[Stored items]
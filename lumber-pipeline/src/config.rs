//! The config resolver: declarative nodes to a validated pipeline.
//!
//! Resolution runs validate → expand → build → wire → verify. Custom
//! template nodes expand into namespaced sub-pipelines; references to
//! the custom node land on the first node of its expansion.

use std::collections::HashMap;

use lumber_operator::config::{BuildContext, OperatorBuilder, Registry, add_namespace};
use lumber_operator::error::BuildError;
use tracing::warn;

use crate::error::ConfigError;
use crate::params::{Config, Params};
use crate::pipeline::Pipeline;
use crate::plugin::PluginRegistry;

/// Templates may nest, but not past this depth.
const MAX_TEMPLATE_DEPTH: usize = 10;

/// Sentinel reference inside templates for "the expansion's entry".
const SENTINEL_INPUT: &str = "input";
/// Sentinel reference inside templates for "the outer node's output".
const SENTINEL_OUTPUT: &str = "output";

/// One node of the expanded flat list.
pub(crate) struct ExpandedNode {
    pub(crate) builder: Box<dyn OperatorBuilder>,
    /// Wired in when the node declares no outputs and can output.
    pub(crate) implicit_output: Option<String>,
}

/// The result of expanding every top-level node.
#[derive(Default)]
struct Expansion {
    nodes: Vec<ExpandedNode>,
    /// Custom node id → the id entries addressed to it should reach.
    aliases: HashMap<String, String>,
}

impl Config {
    /// Build a runnable [`Pipeline`] from this configuration.
    ///
    /// `registry` supplies builtin types, `plugins` supplies custom
    /// templates; a name defined in both resolves to the builtin with a
    /// warning.
    pub fn build_pipeline(
        &self,
        registry: &Registry,
        plugins: &PluginRegistry,
        context: &BuildContext,
    ) -> Result<Pipeline, ConfigError> {
        if self.0.is_empty() {
            return Err(ConfigError::Empty);
        }

        let mut expansion = Expansion::default();
        expand_sequence(
            &self.0,
            "",
            None,
            registry,
            plugins,
            &mut expansion,
            0,
        )?;

        Pipeline::assemble(expansion.nodes, expansion.aliases, context)
    }
}

/// Expand one declaration sequence under `namespace`.
///
/// `terminal_output` is where the sequence's dangling tail should point:
/// for a template expansion it is the outer node's declared (or
/// implicit) output; for the top level there is none.
fn expand_sequence(
    nodes: &[Params],
    namespace: &str,
    terminal_output: Option<&str>,
    registry: &Registry,
    plugins: &PluginRegistry,
    expansion: &mut Expansion,
    depth: usize,
) -> Result<(), ConfigError> {
    let local_ids: Vec<String> = nodes.iter().map(|node| node.id().to_string()).collect();
    let in_template = depth > 0;
    let entry_id = local_ids
        .first()
        .map(|id| add_namespace(id, namespace, &[]));

    for (index, node) in nodes.iter().enumerate() {
        node.validate()?;

        let next_local = nodes
            .get(index + 1)
            .map(|next| add_namespace(next.id(), namespace, &[]));

        // Sentinel references only mean something inside a template.
        let mut node = node.clone();
        if in_template {
            let mut sentinel_error = None;
            node.rewrite_outputs(|reference| match reference {
                SENTINEL_OUTPUT => match terminal_output {
                    Some(output) => output.to_string(),
                    None => {
                        sentinel_error = Some(node_id_for_error(namespace, &local_ids, index));
                        reference.to_string()
                    }
                },
                SENTINEL_INPUT => entry_id.clone().unwrap_or_else(|| reference.to_string()),
                other => other.to_string(),
            });
            if let Some(id) = sentinel_error {
                return Err(ConfigError::Build(BuildError::MissingOutput {
                    id,
                    output: SENTINEL_OUTPUT.to_string(),
                }));
            }
        }

        let operator_type = node.operator_type().to_string();
        let is_builtin = registry.contains(&operator_type);
        if is_builtin && plugins.contains(&operator_type) {
            warn!(
                operator_type = %operator_type,
                "custom template is shadowed by a builtin operator type",
            );
        }

        if is_builtin {
            let mut builder = registry.create(&operator_type, node.to_value())?;
            // Prefix the node and its intra-sequence references; leave
            // references that point outside the namespace alone.
            let exclusions: Vec<String> = builder
                .output_ids()
                .into_iter()
                .filter(|reference| !local_ids.iter().any(|local| local == reference))
                .collect();
            builder.set_namespace(namespace, &exclusions);

            let implicit_output = if builder.output_ids().is_empty() {
                next_local.or_else(|| terminal_output.map(str::to_string))
            } else {
                None
            };
            expansion.nodes.push(ExpandedNode {
                builder,
                implicit_output,
            });
        } else if plugins.contains(&operator_type) {
            if depth >= MAX_TEMPLATE_DEPTH {
                return Err(ConfigError::RecursionLimit(operator_type));
            }
            let template = plugins
                .get(&operator_type)
                .ok_or_else(|| BuildError::UnknownType(operator_type.clone()))?;

            // The sub-pipeline's tail points at the outer node's
            // declared output, or falls back to the next node.
            let declared: Vec<String> = node
                .output_ids()
                .into_iter()
                .map(|reference| {
                    if local_ids.iter().any(|local| local == &reference) {
                        add_namespace(&reference, namespace, &[])
                    } else {
                        reference
                    }
                })
                .collect();
            if declared.len() > 1 {
                warn!(
                    id = node.id(),
                    "custom operators forward through a single output; extra outputs ignored",
                );
            }
            let child_terminal = declared
                .into_iter()
                .next()
                .or(next_local)
                .or_else(|| terminal_output.map(str::to_string));

            let child_namespace = add_namespace(node.id(), namespace, &[]);
            let rendered = template.render(&node)?;
            expansion.aliases.insert(
                child_namespace.clone(),
                add_namespace(rendered[0].id(), &child_namespace, &[]),
            );
            expand_sequence(
                &rendered,
                &child_namespace,
                child_terminal.as_deref(),
                registry,
                plugins,
                expansion,
                depth + 1,
            )?;
        } else {
            return Err(ConfigError::Build(BuildError::UnknownType(operator_type)));
        }
    }
    Ok(())
}

fn node_id_for_error(namespace: &str, local_ids: &[String], index: usize) -> String {
    local_ids
        .get(index)
        .map(|id| add_namespace(id, namespace, &[]))
        .unwrap_or_else(|| namespace.to_string())
}
//! End-to-end tests: YAML config to running pipeline and back down.

use std::collections::HashMap;
use std::sync::{Arc, LazyLock, Mutex, OnceLock};
use std::time::Duration;

use async_trait::async_trait;
use lumber_entry::{Entry, Severity};
use lumber_operator::config::{BuildContext, OperatorBuilder, Registry};
use lumber_operator::error::{BuildError, ProcessError};
use lumber_operator::helper::OutputConfig;
use lumber_operator::operator::Operator;
use lumber_pipeline::{PluginRegistry, parse_config};
use serde::Deserialize;
use serde_json::json;
use tokio_util::sync::CancellationToken;

/// Entries received by `counting_output` operators, keyed by operator
/// id. Tests use unique ids so they can share the binary.
static RECEIVED: LazyLock<Mutex<HashMap<String, Vec<Entry>>>> =
    LazyLock::new(|| Mutex::new(HashMap::new()));

fn received(id: &str) -> Vec<Entry> {
    RECEIVED
        .lock()
        .expect("test lock poisoned")
        .get(id)
        .cloned()
        .unwrap_or_default()
}

/// A test sink that records everything it is handed.
#[derive(Debug, Clone, Deserialize)]
struct CountingConfig {
    #[serde(flatten)]
    output: OutputConfig,
}

impl OperatorBuilder for CountingConfig {
    fn id(&self) -> &str {
        self.output.id()
    }
    fn operator_type(&self) -> &str {
        self.output.operator_type()
    }
    fn output_ids(&self) -> Vec<String> {
        Vec::new()
    }
    fn set_namespace(&mut self, namespace: &str, exclusions: &[String]) {
        self.output.set_namespace(namespace, exclusions);
    }
    fn build(&self, _context: &BuildContext) -> Result<Arc<dyn Operator>, BuildError> {
        Ok(Arc::new(CountingOutput {
            id: self.output.id().to_string(),
            outputs: OnceLock::new(),
        }))
    }
}

struct CountingOutput {
    id: String,
    outputs: OnceLock<Vec<Arc<dyn Operator>>>,
}

#[async_trait]
impl Operator for CountingOutput {
    fn id(&self) -> &str {
        &self.id
    }
    fn operator_type(&self) -> &str {
        "counting_output"
    }
    fn can_output(&self) -> bool {
        false
    }
    fn outputs(&self) -> Vec<Arc<dyn Operator>> {
        Vec::new()
    }
    fn set_outputs(&self, outputs: Vec<Arc<dyn Operator>>) -> Result<(), BuildError> {
        if outputs.is_empty() {
            let _ = self.outputs.set(outputs);
            return Ok(());
        }
        Err(BuildError::CannotOutput {
            id: self.id.clone(),
        })
    }
    fn can_process(&self) -> bool {
        true
    }
    async fn process(&self, _ctx: &CancellationToken, entry: Entry) -> Result<(), ProcessError> {
        RECEIVED
            .lock()
            .expect("test lock poisoned")
            .entry(self.id.clone())
            .or_default()
            .push(entry);
        Ok(())
    }
}

fn test_registry() -> Registry {
    let mut registry = lumber::default_registry().expect("builtins register once");
    registry
        .register::<CountingConfig>("counting_output")
        .expect("test sink registers");
    registry
}

async fn wait_until(condition: impl Fn() -> bool) {
    for _ in 0..400 {
        if condition() {
            return;
        }
        tokio::time::sleep(Duration::from_millis(10)).await;
    }
    panic!("condition not reached in time");
}

#[tokio::test]
async fn parses_and_enriches_entries_end_to_end() {
    let config = parse_config(
        r#"
pipeline:
  - id: e2e-source
    type: generate_input
    count: 3
    record: '{"sev": "warn", "message": "disk nearly full"}'
  - id: e2e-parse
    type: json_parser
    severity:
      parse_from: sev
  - id: e2e-collect
    type: counting_output
"#,
    )
    .expect("config parses");

    let pipeline = config
        .build_pipeline(&test_registry(), &PluginRegistry::new(), &BuildContext::new())
        .expect("pipeline builds");
    pipeline.start().await.expect("pipeline starts");
    wait_until(|| received("e2e-collect").len() >= 3).await;
    pipeline.stop().await.expect("pipeline stops");

    let entries = received("e2e-collect");
    assert_eq!(entries.len(), 3);
    for entry in &entries {
        assert_eq!(entry.severity, Severity::Warning);
        assert_eq!(
            entry.record,
            json!({"sev": "warn", "message": "disk nearly full"}),
        );
    }
}

#[tokio::test]
async fn stop_drains_everything_the_input_produced() {
    let config = parse_config(
        r"
pipeline:
  - id: drain-source
    type: generate_input
    count: 1000
    record: payload
  - id: drain-noop
    type: noop
  - id: drain-collect
    type: counting_output
",
    )
    .expect("config parses");

    let pipeline = config
        .build_pipeline(&test_registry(), &PluginRegistry::new(), &BuildContext::new())
        .expect("pipeline builds");
    pipeline.start().await.expect("pipeline starts");
    wait_until(|| received("drain-collect").len() >= 1000).await;
    pipeline.stop().await.expect("pipeline stops");

    // Every produced entry was delivered exactly once, and stop added
    // nothing and lost nothing.
    let entries = received("drain-collect");
    assert_eq!(entries.len(), 1000);
    assert!(entries.iter().all(|entry| entry.record == json!("payload")));
}

#[tokio::test]
async fn dot_export_is_stable_for_the_same_config() {
    let yaml = r"
pipeline:
  - id: dot-in
    type: generate_input
    record: x
  - id: dot-mid
    type: noop
  - id: dot-collect
    type: counting_output
";
    let build = || {
        parse_config(yaml)
            .expect("config parses")
            .build_pipeline(&test_registry(), &PluginRegistry::new(), &BuildContext::new())
            .expect("pipeline builds")
    };
    let dot = build().marshal_dot();
    assert_eq!(dot, build().marshal_dot());
    assert!(dot.contains("\"dot-in\" [label=\"dot-in (generate_input)\"]"));
    assert!(dot.contains("\"dot-in\" -> \"dot-mid\""));
    assert!(dot.contains("\"dot-mid\" -> \"dot-collect\""));
}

Assignment: Copy out only the lines of the records above from the one with "inside a template." through the one with "builder.set_namespace(namespace, &exclusions);", exactly as they stand, both included.

Reply to the exercise:
        // Sentinel references only mean something inside a template.
        let mut node = node.clone();
        if in_template {
            let mut sentinel_error = None;
            node.rewrite_outputs(|reference| match reference {
                SENTINEL_OUTPUT => match terminal_output {
                    Some(output) => output.to_string(),
                    None => {
                        sentinel_error = Some(node_id_for_error(namespace, &local_ids, index));
                        reference.to_string()
                    }
                },
                SENTINEL_INPUT => entry_id.clone().unwrap_or_else(|| reference.to_string()),
                other => other.to_string(),
            });
            if let Some(id) = sentinel_error {
                return Err(ConfigError::Build(BuildError::MissingOutput {
                    id,
                    output: SENTINEL_OUTPUT.to_string(),
                }));
            }
        }

        let operator_type = node.operator_type().to_string();
        let is_builtin = registry.contains(&operator_type);
        if is_builtin && plugins.contains(&operator_type) {
            warn!(
                operator_type = %operator_type,
                "custom template is shadowed by a builtin operator type",
            );
        }

        if is_builtin {
            let mut builder = registry.create(&operator_type, node.to_value())?;
            // Prefix the node and its intra-sequence references; leave
            // references that point outside the namespace alone.
            let exclusions: Vec<String> = builder
                .output_ids()
                .into_iter()
                .filter(|reference| !local_ids.iter().any(|local| local == reference))
                .collect();
            builder.set_namespace(namespace, &exclusions);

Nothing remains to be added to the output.